Saved data entries:
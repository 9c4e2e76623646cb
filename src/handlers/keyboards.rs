//! Inline and reply keyboards shared across handlers

use teloxide::types::{InlineKeyboardButton, InlineKeyboardMarkup, KeyboardButton, KeyboardMarkup};

use crate::models::booking::TIME_SLOTS;
use crate::models::user::ProfileField;

/// The main inline menu.
pub fn main_menu() -> InlineKeyboardMarkup {
    InlineKeyboardMarkup::new(vec![
        vec![
            InlineKeyboardButton::callback("📋 Register", "register"),
            InlineKeyboardButton::callback("📝 Book a class", "book"),
        ],
        vec![
            InlineKeyboardButton::callback("📅 My bookings", "my_bookings"),
            InlineKeyboardButton::callback("👤 My profile", "profile"),
        ],
        vec![
            InlineKeyboardButton::callback("🕒 Schedule", "schedule"),
            InlineKeyboardButton::callback("👨‍🏫 Coach", "coach"),
        ],
        vec![InlineKeyboardButton::callback("🆘 Support", "support")],
    ])
}

/// Persistent reply keyboard with the single "Menu" shortcut.
pub fn menu_reply() -> KeyboardMarkup {
    KeyboardMarkup::new(vec![vec![KeyboardButton::new("Menu")]]).resize_keyboard()
}

/// Slot selection keyboard, two slots per row.
pub fn time_slots() -> InlineKeyboardMarkup {
    let rows = TIME_SLOTS
        .chunks(2)
        .map(|pair| {
            pair.iter()
                .map(|slot| InlineKeyboardButton::callback(*slot, format!("time:{}", slot)))
                .collect::<Vec<_>>()
        })
        .collect::<Vec<_>>();

    InlineKeyboardMarkup::new(rows)
}

/// Profile-field selection keyboard with a cancel action.
pub fn edit_fields() -> InlineKeyboardMarkup {
    let mut rows: Vec<Vec<InlineKeyboardButton>> = ProfileField::ALL
        .chunks(2)
        .map(|pair| {
            pair.iter()
                .map(|field| {
                    InlineKeyboardButton::callback(field.label(), format!("edit:{}", field.as_str()))
                })
                .collect()
        })
        .collect();
    rows.push(vec![InlineKeyboardButton::callback("Cancel", "edit_cancel")]);

    InlineKeyboardMarkup::new(rows)
}

/// Single cancel button shown while waiting for a new field value.
pub fn edit_cancel() -> InlineKeyboardMarkup {
    InlineKeyboardMarkup::new(vec![vec![InlineKeyboardButton::callback(
        "Cancel",
        "edit_cancel",
    )]])
}

/// The operator panel.
pub fn admin_panel() -> InlineKeyboardMarkup {
    InlineKeyboardMarkup::new(vec![
        vec![InlineKeyboardButton::callback("📊 All bookings", "admin:bookings")],
        vec![InlineKeyboardButton::callback("👥 All users", "admin:users")],
        vec![InlineKeyboardButton::callback("📢 New broadcast", "admin:broadcast")],
    ])
}

/// Refresh/back row appended to the operator list views.
pub fn admin_list_nav(refresh_action: &str) -> InlineKeyboardMarkup {
    InlineKeyboardMarkup::new(vec![
        vec![InlineKeyboardButton::callback("🔄 Refresh", refresh_action.to_string())],
        vec![InlineKeyboardButton::callback("⬅️ Back", "admin:back")],
    ])
}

◆ **EXERCISE AIM**: Give back every line of the data exactly.

◆ **REPLY TO THE EXERCISE**:
repository 9c4e2e76623646cb
filename src/handlers/keyboards.rs
//! Inline and reply keyboards shared across handlers

use teloxide::types::{InlineKeyboardButton, InlineKeyboardMarkup, KeyboardButton, KeyboardMarkup};

use crate::models::booking::TIME_SLOTS;
use crate::models::user::ProfileField;

/// The main inline menu.
pub fn main_menu() -> InlineKeyboardMarkup {
    InlineKeyboardMarkup::new(vec![
        vec![
            InlineKeyboardButton::callback("📋 Register", "register"),
            InlineKeyboardButton::callback("📝 Book a class", "book"),
        ],
        vec![
            InlineKeyboardButton::callback("📅 My bookings", "my_bookings"),
            InlineKeyboardButton::callback("👤 My profile", "profile"),
        ],
        vec![
            InlineKeyboardButton::callback("🕒 Schedule", "schedule"),
            InlineKeyboardButton::callback("👨‍🏫 Coach", "coach"),
        ],
        vec![InlineKeyboardButton::callback("🆘 Support", "support")],
    ])
}

/// Persistent reply keyboard with the single "Menu" shortcut.
pub fn menu_reply() -> KeyboardMarkup {
    KeyboardMarkup::new(vec![vec![KeyboardButton::new("Menu")]]).resize_keyboard()
}

/// Slot selection keyboard, two slots per row.
pub fn time_slots() -> InlineKeyboardMarkup {
    let rows = TIME_SLOTS
        .chunks(2)
        .map(|pair| {
            pair.iter()
                .map(|slot| InlineKeyboardButton::callback(*slot, format!("time:{}", slot)))
                .collect::<Vec<_>>()
        })
        .collect::<Vec<_>>();

    InlineKeyboardMarkup::new(rows)
}

/// Profile-field selection keyboard with a cancel action.
pub fn edit_fields() -> InlineKeyboardMarkup {
    let mut rows: Vec<Vec<InlineKeyboardButton>> = ProfileField::ALL
        .chunks(2)
        .map(|pair| {
            pair.iter()
                .map(|field| {
                    InlineKeyboardButton::callback(field.label(), format!("edit:{}", field.as_str()))
                })
                .collect()
        })
        .collect();
    rows.push(vec![InlineKeyboardButton::callback("Cancel", "edit_cancel")]);

    InlineKeyboardMarkup::new(rows)
}

/// Single cancel button shown while waiting for a new field value.
pub fn edit_cancel() -> InlineKeyboardMarkup {
    InlineKeyboardMarkup::new(vec![vec![InlineKeyboardButton::callback(
        "Cancel",
        "edit_cancel",
    )]])
}

/// The operator panel.
pub fn admin_panel() -> InlineKeyboardMarkup {
    InlineKeyboardMarkup::new(vec![
        vec![InlineKeyboardButton::callback("📊 All bookings", "admin:bookings")],
        vec![InlineKeyboardButton::callback("👥 All users", "admin:users")],
        vec![InlineKeyboardButton::callback("📢 New broadcast", "admin:broadcast")],
    ])
}

/// Refresh/back row appended to the operator list views.
pub fn admin_list_nav(refresh_action: &str) -> InlineKeyboardMarkup {
    InlineKeyboardMarkup::new(vec![
        vec![InlineKeyboardButton::callback("🔄 Refresh", refresh_action.to_string())],
        vec![InlineKeyboardButton::callback("⬅️ Back", "admin:back")],
    ])
}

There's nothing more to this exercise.